| Task brief |
Your answer should be the exact lines of the data below from the one containing "register(registry, CDP_COMMANDS_TOTAL.clone());" through the one containing "pub fn record_command_success(method: &str, duration: Duration)"; please include nothing else.

Start of Block

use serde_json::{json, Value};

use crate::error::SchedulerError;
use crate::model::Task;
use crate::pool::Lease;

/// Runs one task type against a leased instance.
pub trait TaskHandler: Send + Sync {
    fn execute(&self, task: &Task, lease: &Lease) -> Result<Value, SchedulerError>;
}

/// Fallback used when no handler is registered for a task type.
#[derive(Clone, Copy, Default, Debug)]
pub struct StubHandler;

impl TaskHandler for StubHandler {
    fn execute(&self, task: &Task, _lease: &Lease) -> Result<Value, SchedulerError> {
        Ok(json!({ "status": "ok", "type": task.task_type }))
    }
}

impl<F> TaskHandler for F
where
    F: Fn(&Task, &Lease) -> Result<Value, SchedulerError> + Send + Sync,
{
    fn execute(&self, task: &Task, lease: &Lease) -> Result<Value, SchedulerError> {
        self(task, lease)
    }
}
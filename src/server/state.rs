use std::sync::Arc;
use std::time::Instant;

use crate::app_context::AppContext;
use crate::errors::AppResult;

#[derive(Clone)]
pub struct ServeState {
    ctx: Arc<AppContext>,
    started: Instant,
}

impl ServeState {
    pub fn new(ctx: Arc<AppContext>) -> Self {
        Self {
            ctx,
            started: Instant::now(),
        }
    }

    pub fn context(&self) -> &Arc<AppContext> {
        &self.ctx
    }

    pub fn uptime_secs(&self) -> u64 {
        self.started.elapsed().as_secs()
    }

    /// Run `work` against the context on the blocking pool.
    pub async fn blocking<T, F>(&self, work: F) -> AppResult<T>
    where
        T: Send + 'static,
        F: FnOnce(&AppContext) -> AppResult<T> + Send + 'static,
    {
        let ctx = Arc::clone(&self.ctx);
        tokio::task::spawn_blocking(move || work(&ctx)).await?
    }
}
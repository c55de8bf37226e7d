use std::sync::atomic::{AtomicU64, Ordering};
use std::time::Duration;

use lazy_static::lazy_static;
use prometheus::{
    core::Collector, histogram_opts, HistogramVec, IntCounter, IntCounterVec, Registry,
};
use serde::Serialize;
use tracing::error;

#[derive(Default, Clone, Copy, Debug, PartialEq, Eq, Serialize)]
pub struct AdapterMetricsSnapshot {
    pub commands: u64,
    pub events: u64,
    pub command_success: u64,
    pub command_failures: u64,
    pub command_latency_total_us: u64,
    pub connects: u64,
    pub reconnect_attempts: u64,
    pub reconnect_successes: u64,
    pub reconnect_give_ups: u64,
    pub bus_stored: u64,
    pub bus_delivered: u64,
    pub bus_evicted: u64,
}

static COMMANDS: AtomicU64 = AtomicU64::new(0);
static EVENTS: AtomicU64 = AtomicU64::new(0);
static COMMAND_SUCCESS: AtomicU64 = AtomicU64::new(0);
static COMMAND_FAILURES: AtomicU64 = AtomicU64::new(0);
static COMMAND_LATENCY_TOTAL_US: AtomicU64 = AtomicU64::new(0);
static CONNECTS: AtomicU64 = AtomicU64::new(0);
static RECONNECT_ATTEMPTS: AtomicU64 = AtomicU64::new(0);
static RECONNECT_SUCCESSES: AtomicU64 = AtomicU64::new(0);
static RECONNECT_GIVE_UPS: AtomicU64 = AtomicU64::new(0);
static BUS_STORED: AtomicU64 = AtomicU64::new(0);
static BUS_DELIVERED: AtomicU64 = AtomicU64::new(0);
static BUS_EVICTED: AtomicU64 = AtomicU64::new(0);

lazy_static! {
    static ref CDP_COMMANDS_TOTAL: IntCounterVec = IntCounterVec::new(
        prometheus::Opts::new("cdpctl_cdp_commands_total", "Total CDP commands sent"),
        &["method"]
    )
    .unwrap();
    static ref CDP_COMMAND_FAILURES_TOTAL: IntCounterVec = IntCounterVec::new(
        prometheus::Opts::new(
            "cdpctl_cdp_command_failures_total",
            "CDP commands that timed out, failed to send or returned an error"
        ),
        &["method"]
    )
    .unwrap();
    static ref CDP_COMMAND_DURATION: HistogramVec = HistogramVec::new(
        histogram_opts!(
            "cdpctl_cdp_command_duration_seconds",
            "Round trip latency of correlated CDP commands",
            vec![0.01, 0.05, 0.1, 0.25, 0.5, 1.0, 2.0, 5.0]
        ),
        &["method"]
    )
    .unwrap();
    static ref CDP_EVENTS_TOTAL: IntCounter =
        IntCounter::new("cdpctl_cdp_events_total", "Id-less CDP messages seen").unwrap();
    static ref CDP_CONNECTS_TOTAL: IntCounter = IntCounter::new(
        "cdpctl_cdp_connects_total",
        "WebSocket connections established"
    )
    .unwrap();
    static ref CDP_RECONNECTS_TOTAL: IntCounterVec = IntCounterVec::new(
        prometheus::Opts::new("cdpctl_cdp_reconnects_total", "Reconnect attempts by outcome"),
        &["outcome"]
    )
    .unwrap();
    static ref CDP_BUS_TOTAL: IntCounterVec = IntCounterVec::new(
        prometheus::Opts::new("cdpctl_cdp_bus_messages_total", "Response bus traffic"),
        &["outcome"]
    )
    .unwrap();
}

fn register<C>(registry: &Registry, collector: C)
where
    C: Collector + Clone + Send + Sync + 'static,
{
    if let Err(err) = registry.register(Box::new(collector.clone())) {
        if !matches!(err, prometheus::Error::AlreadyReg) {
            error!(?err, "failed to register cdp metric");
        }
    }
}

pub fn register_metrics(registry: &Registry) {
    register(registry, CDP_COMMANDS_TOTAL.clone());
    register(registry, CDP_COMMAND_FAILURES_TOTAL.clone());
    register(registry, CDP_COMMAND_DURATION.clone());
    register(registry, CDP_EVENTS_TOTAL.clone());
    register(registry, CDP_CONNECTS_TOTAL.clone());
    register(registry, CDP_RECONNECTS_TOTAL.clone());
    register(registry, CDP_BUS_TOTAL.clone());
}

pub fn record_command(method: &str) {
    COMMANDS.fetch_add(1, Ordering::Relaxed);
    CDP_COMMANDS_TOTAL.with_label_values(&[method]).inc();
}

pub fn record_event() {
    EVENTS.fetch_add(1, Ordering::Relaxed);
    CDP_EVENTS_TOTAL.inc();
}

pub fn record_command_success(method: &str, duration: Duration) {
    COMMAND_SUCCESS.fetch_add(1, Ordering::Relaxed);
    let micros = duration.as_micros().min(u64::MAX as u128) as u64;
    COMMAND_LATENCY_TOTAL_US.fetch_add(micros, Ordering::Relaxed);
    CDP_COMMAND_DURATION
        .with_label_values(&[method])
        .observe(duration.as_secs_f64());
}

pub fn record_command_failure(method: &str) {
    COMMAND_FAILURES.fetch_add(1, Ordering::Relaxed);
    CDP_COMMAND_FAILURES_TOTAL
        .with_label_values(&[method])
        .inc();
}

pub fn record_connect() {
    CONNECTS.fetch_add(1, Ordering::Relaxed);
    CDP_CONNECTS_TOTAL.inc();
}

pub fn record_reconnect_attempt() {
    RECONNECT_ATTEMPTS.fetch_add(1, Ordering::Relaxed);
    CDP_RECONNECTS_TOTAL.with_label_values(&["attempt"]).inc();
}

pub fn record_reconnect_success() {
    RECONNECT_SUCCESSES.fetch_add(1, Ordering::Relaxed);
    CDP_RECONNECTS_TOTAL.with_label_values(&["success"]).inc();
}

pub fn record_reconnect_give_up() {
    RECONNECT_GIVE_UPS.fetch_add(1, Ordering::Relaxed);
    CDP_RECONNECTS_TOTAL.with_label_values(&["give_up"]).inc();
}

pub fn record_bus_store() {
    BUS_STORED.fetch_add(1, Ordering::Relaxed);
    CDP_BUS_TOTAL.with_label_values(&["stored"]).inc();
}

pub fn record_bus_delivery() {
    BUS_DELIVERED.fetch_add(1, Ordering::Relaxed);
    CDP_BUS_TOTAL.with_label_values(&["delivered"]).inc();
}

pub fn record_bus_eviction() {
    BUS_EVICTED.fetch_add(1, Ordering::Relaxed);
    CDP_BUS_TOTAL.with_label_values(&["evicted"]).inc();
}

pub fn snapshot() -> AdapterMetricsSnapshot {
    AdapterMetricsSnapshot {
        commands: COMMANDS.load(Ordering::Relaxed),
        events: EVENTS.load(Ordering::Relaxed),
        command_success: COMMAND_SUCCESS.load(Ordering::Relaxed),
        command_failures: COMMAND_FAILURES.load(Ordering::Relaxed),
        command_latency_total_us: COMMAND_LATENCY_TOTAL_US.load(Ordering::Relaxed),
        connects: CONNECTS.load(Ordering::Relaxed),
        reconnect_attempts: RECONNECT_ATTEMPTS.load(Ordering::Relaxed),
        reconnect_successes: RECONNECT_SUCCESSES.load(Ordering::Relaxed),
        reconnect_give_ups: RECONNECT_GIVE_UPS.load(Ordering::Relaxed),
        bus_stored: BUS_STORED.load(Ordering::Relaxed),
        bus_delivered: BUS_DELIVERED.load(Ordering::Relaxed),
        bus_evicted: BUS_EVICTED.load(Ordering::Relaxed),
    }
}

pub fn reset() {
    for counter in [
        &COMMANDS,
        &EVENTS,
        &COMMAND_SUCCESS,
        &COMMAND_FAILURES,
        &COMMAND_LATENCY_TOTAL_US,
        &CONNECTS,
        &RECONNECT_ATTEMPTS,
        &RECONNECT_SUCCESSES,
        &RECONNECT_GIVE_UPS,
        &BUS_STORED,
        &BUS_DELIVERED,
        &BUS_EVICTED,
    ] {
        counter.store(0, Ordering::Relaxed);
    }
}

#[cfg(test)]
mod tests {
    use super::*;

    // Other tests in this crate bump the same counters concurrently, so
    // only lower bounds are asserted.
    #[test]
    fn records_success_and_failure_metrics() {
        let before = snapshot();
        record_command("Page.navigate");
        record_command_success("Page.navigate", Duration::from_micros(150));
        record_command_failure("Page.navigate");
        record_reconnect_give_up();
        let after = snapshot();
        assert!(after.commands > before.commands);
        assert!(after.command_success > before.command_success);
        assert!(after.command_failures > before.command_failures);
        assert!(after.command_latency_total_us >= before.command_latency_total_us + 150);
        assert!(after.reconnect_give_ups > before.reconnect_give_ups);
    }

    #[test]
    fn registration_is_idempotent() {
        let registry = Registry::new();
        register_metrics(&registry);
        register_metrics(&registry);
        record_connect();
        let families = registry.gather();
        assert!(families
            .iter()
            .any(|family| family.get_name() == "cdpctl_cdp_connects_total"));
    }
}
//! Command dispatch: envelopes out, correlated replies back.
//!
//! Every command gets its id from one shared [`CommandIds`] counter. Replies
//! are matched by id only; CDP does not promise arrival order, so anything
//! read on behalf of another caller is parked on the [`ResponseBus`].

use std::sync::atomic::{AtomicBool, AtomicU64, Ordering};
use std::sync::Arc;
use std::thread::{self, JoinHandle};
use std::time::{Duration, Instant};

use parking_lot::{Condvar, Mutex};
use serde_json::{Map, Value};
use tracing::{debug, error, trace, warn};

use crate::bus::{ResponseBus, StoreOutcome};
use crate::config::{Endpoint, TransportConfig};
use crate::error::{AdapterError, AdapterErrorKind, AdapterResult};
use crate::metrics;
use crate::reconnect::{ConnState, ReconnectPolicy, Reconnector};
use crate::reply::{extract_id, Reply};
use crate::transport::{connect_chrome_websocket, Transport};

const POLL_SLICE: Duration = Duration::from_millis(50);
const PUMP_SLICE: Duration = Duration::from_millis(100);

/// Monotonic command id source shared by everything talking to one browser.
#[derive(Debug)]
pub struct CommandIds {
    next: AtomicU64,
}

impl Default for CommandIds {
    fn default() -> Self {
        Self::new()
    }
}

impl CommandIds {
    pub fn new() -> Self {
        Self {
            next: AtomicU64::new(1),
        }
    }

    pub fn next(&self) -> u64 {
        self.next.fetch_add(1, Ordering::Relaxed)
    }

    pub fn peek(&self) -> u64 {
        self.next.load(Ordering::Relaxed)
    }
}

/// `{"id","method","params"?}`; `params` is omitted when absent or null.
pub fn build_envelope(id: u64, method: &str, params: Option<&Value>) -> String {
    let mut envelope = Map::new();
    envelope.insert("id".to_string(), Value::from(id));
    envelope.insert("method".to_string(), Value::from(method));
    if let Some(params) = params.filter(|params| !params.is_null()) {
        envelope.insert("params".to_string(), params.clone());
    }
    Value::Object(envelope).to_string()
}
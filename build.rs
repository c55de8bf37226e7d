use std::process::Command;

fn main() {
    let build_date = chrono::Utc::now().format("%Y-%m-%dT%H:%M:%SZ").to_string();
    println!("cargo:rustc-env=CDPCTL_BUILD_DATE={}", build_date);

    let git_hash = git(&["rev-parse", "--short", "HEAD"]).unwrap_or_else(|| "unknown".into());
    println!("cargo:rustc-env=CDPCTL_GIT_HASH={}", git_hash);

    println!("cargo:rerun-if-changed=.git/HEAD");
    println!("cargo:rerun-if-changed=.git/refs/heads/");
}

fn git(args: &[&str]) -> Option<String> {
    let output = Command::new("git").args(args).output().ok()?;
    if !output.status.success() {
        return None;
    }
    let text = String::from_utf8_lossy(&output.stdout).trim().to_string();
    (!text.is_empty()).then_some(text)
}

End of Block

| Task response |
    register(registry, CDP_COMMANDS_TOTAL.clone());
    register(registry, CDP_COMMAND_FAILURES_TOTAL.clone());
    register(registry, CDP_COMMAND_DURATION.clone());
    register(registry, CDP_EVENTS_TOTAL.clone());
    register(registry, CDP_CONNECTS_TOTAL.clone());
    register(registry, CDP_RECONNECTS_TOTAL.clone());
    register(registry, CDP_BUS_TOTAL.clone());
}

pub fn record_command(method: &str) {
    COMMANDS.fetch_add(1, Ordering::Relaxed);
    CDP_COMMANDS_TOTAL.with_label_values(&[method]).inc();
}

pub fn record_event() {
    EVENTS.fetch_add(1, Ordering::Relaxed);
    CDP_EVENTS_TOTAL.inc();
}

pub fn record_command_success(method: &str, duration: Duration) {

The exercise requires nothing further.